The task | Copy out the records again. Change nothing.

Saved entries:

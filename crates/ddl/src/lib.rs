use crate::{
    ast::create_table::CreateTable,
    dialect::MsSql,
    renderer::{Render, Renderer},
};
use model::core::table::TableDef;

pub mod ast;
pub mod dialect;
pub mod renderer;

/// Indent used for column lines when none is configured.
pub const DEFAULT_INDENT: usize = 2;

/// Renders the `CREATE TABLE` statement for a loaded table in T-SQL.
pub fn create_table_sql(table: &TableDef, indent: usize) -> String {
    let dialect = MsSql;
    let mut renderer = Renderer::new(&dialect, indent);
    CreateTable::from(table).render(&mut renderer);
    renderer.finish()
}
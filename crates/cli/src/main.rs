use crate::error::CliError;
use clap::Parser;
use connectors::{
    metadata::TableLoader,
    source::{
        AttributeSource,
        fs::{DEFAULT_XATTR_PREFIX, XattrSource},
    },
};
use ddl::DEFAULT_INDENT;
use settings::Settings;
use std::path::{Path, PathBuf};
use tracing::info;
use tracing_subscriber::EnvFilter;

mod error;
mod output;

#[derive(Parser, Debug)]
#[command(
    name = "mksqldef",
    version = "0.1.0",
    about = "Generate the CREATE TABLE statement of a table exposed by SQLFuse"
)]
struct Cli {
    /// Object path: server.database.schema.table
    path: String,

    #[arg(short, long, help = "Full definition (accepted, currently has no effect)")]
    full: bool,

    #[arg(short, long, help = "Config file path (defaults to the user config dir)")]
    config: Option<PathBuf>,

    #[arg(short, long, help = "Indent for column lines and default constraints")]
    indent: Option<usize>,

    #[arg(
        short,
        long,
        help = "If specified, writes the definition to this file instead of stdout"
    )]
    output: Option<PathBuf>,
}

fn main() -> Result<(), CliError> {
    // Logs go to stderr; stdout carries the definition only
    let filter = EnvFilter::try_from_default_env().unwrap_or_else(|_| EnvFilter::new("warn"));
    tracing_subscriber::fmt()
        .with_env_filter(filter)
        .with_writer(std::io::stderr)
        .init();

    let cli = Cli::parse();

    let config = match &cli.config {
        Some(path) => path.clone(),
        None => Settings::default_path()?,
    };
    let settings = Settings::load(&config)?;
    info!("Loaded {} server(s) from {}", settings.servers.len(), config.display());

    if cli.full {
        info!("Full definition requested; only columns and defaults are rendered");
    }

    let dir = settings.resolve(&cli.path)?;
    let prefix = settings
        .xattr_prefix
        .clone()
        .unwrap_or_else(|| DEFAULT_XATTR_PREFIX.to_string());
    let indent = cli.indent.or(settings.indent).unwrap_or(DEFAULT_INDENT);

    let ddl = render_table(&XattrSource::new(prefix), &dir, indent)?;

    match &cli.output {
        Some(path) => output::write_definition(&ddl, path)?,
        None => output::print_definition(&ddl)?,
    }

    Ok(())
}

fn render_table(
    source: &dyn AttributeSource,
    dir: &Path,
    indent: usize,
) -> Result<String, CliError> {
    let table = TableLoader::new(source).load(dir)?;
    Ok(ddl::create_table_sql(&table, indent))
}

#[cfg(test)]
mod tests {
    use super::*;
    use connectors::{
        metadata::MetadataError,
        source::memory::{MemoryEntry, MemorySource},
    };

    const DIR: &str = "/mnt/prod/sales/dbo/Users";

    fn users(table_tag: &str) -> MemorySource {
        MemorySource::new()
            .with_entry(DIR, MemoryEntry::new().attr("type", table_tag))
            .with_entry(
                format!("{DIR}/Name"),
                MemoryEntry::new()
                    .attr("type", "$L")
                    .attr("column_id", "2")
                    .content("COLUMN NVARCHAR(50) NULL\n"),
            )
            .with_entry(
                format!("{DIR}/Id"),
                MemoryEntry::new()
                    .attr("type", "$L")
                    .attr("column_id", "1")
                    .content("COLUMN INT NOT NULL\n"),
            )
            .with_entry(
                format!("{DIR}/DF_Name"),
                MemoryEntry::new()
                    .attr("type", "D")
                    .content("DEFAULT N'' FOR [Name]\n"),
            )
    }

    #[test]
    fn test_render_table_from_snapshot() {
        let ddl = render_table(&users("U"), Path::new(DIR), DEFAULT_INDENT).unwrap();
        assert_eq!(
            ddl,
            "CREATE TABLE [dbo].[Users] (\n  [Id] INT NOT NULL,\n  [Name] NVARCHAR(50) NULL  CONSTRAINT [DF_Name] DEFAULT N''\n)"
        );
    }

    #[test]
    fn test_render_table_refuses_non_tables() {
        let err = render_table(&users("V"), Path::new(DIR), DEFAULT_INDENT).unwrap_err();
        assert!(matches!(
            err,
            CliError::Metadata(MetadataError::NotATable { .. })
        ));
    }

    #[test]
    fn test_cli_args() {
        let cli = Cli::try_parse_from(["mksqldef", "prod.sales.dbo.Users", "-f", "-i", "4"]).unwrap();
        assert_eq!(cli.path, "prod.sales.dbo.Users");
        assert!(cli.full);
        assert_eq!(cli.indent, Some(4));
        assert_eq!(cli.config, None);
        assert_eq!(cli.output, None);
    }

    #[test]
    fn test_cli_requires_path() {
        assert!(Cli::try_parse_from(["mksqldef"]).is_err());
    }

    #[test]
    fn test_full_flag_does_not_change_output() {
        let plain = Cli::try_parse_from(["mksqldef", "p.s.dbo.Users"]).unwrap();
        let full = Cli::try_parse_from(["mksqldef", "p.s.dbo.Users", "--full"]).unwrap();
        assert!(!plain.full && full.full);

        let a = render_table(&users("U"), Path::new(DIR), plain.indent.unwrap_or(DEFAULT_INDENT));
        let b = render_table(&users("U"), Path::new(DIR), full.indent.unwrap_or(DEFAULT_INDENT));
        assert_eq!(a.unwrap(), b.unwrap());
    }
}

Task response |
filename crates/ddl/src/lib.rs
use crate::{
    ast::create_table::CreateTable,
    dialect::MsSql,
    renderer::{Render, Renderer},
};
use model::core::table::TableDef;

pub mod ast;
pub mod dialect;
pub mod renderer;

/// Indent used for column lines when none is configured.
pub const DEFAULT_INDENT: usize = 2;

/// Renders the `CREATE TABLE` statement for a loaded table in T-SQL.
pub fn create_table_sql(table: &TableDef, indent: usize) -> String {
    let dialect = MsSql;
    let mut renderer = Renderer::new(&dialect, indent);
    CreateTable::from(table).render(&mut renderer);
    renderer.finish()
}
filename crates/cli/src/main.rs
use crate::error::CliError;
use clap::Parser;
use connectors::{
    metadata::TableLoader,
    source::{
        AttributeSource,
        fs::{DEFAULT_XATTR_PREFIX, XattrSource},
    },
};
use ddl::DEFAULT_INDENT;
use settings::Settings;
use std::path::{Path, PathBuf};
use tracing::info;
use tracing_subscriber::EnvFilter;

mod error;
mod output;

#[derive(Parser, Debug)]
#[command(
    name = "mksqldef",
    version = "0.1.0",
    about = "Generate the CREATE TABLE statement of a table exposed by SQLFuse"
)]
struct Cli {
    /// Object path: server.database.schema.table
    path: String,

    #[arg(short, long, help = "Full definition (accepted, currently has no effect)")]
    full: bool,

    #[arg(short, long, help = "Config file path (defaults to the user config dir)")]
    config: Option<PathBuf>,

    #[arg(short, long, help = "Indent for column lines and default constraints")]
    indent: Option<usize>,

    #[arg(
        short,
        long,
        help = "If specified, writes the definition to this file instead of stdout"
    )]
    output: Option<PathBuf>,
}

fn main() -> Result<(), CliError> {
    // Logs go to stderr; stdout carries the definition only
    let filter = EnvFilter::try_from_default_env().unwrap_or_else(|_| EnvFilter::new("warn"));
    tracing_subscriber::fmt()
        .with_env_filter(filter)
        .with_writer(std::io::stderr)
        .init();

    let cli = Cli::parse();

    let config = match &cli.config {
        Some(path) => path.clone(),
        None => Settings::default_path()?,
    };
    let settings = Settings::load(&config)?;
    info!("Loaded {} server(s) from {}", settings.servers.len(), config.display());

    if cli.full {
        info!("Full definition requested; only columns and defaults are rendered");
    }

    let dir = settings.resolve(&cli.path)?;
    let prefix = settings
        .xattr_prefix
        .clone()
        .unwrap_or_else(|| DEFAULT_XATTR_PREFIX.to_string());
    let indent = cli.indent.or(settings.indent).unwrap_or(DEFAULT_INDENT);

    let ddl = render_table(&XattrSource::new(prefix), &dir, indent)?;

    match &cli.output {
        Some(path) => output::write_definition(&ddl, path)?,
        None => output::print_definition(&ddl)?,
    }

    Ok(())
}

fn render_table(
    source: &dyn AttributeSource,
    dir: &Path,
    indent: usize,
) -> Result<String, CliError> {
    let table = TableLoader::new(source).load(dir)?;
    Ok(ddl::create_table_sql(&table, indent))
}

#[cfg(test)]
mod tests {
    use super::*;
    use connectors::{
        metadata::MetadataError,
        source::memory::{MemoryEntry, MemorySource},
    };

    const DIR: &str = "/mnt/prod/sales/dbo/Users";

    fn users(table_tag: &str) -> MemorySource {
        MemorySource::new()
            .with_entry(DIR, MemoryEntry::new().attr("type", table_tag))
            .with_entry(
                format!("{DIR}/Name"),
                MemoryEntry::new()
                    .attr("type", "$L")
                    .attr("column_id", "2")
                    .content("COLUMN NVARCHAR(50) NULL\n"),
            )
            .with_entry(
                format!("{DIR}/Id"),
                MemoryEntry::new()
                    .attr("type", "$L")
                    .attr("column_id", "1")
                    .content("COLUMN INT NOT NULL\n"),
            )
            .with_entry(
                format!("{DIR}/DF_Name"),
                MemoryEntry::new()
                    .attr("type", "D")
                    .content("DEFAULT N'' FOR [Name]\n"),
            )
    }

    #[test]
    fn test_render_table_from_snapshot() {
        let ddl = render_table(&users("U"), Path::new(DIR), DEFAULT_INDENT).unwrap();
        assert_eq!(
            ddl,
            "CREATE TABLE [dbo].[Users] (\n  [Id] INT NOT NULL,\n  [Name] NVARCHAR(50) NULL  CONSTRAINT [DF_Name] DEFAULT N''\n)"
        );
    }

    #[test]
    fn test_render_table_refuses_non_tables() {
        let err = render_table(&users("V"), Path::new(DIR), DEFAULT_INDENT).unwrap_err();
        assert!(matches!(
            err,
            CliError::Metadata(MetadataError::NotATable { .. })
        ));
    }

    #[test]
    fn test_cli_args() {
        let cli = Cli::try_parse_from(["mksqldef", "prod.sales.dbo.Users", "-f", "-i", "4"]).unwrap();
        assert_eq!(cli.path, "prod.sales.dbo.Users");
        assert!(cli.full);
        assert_eq!(cli.indent, Some(4));
        assert_eq!(cli.config, None);
        assert_eq!(cli.output, None);
    }

    #[test]
    fn test_cli_requires_path() {
        assert!(Cli::try_parse_from(["mksqldef"]).is_err());
    }

    #[test]
    fn test_full_flag_does_not_change_output() {
        let plain = Cli::try_parse_from(["mksqldef", "p.s.dbo.Users"]).unwrap();
        let full = Cli::try_parse_from(["mksqldef", "p.s.dbo.Users", "--full"]).unwrap();
        assert!(!plain.full && full.full);

        let a = render_table(&users("U"), Path::new(DIR), plain.indent.unwrap_or(DEFAULT_INDENT));
        let b = render_table(&users("U"), Path::new(DIR), full.indent.unwrap_or(DEFAULT_INDENT));
        assert_eq!(a.unwrap(), b.unwrap());
    }
}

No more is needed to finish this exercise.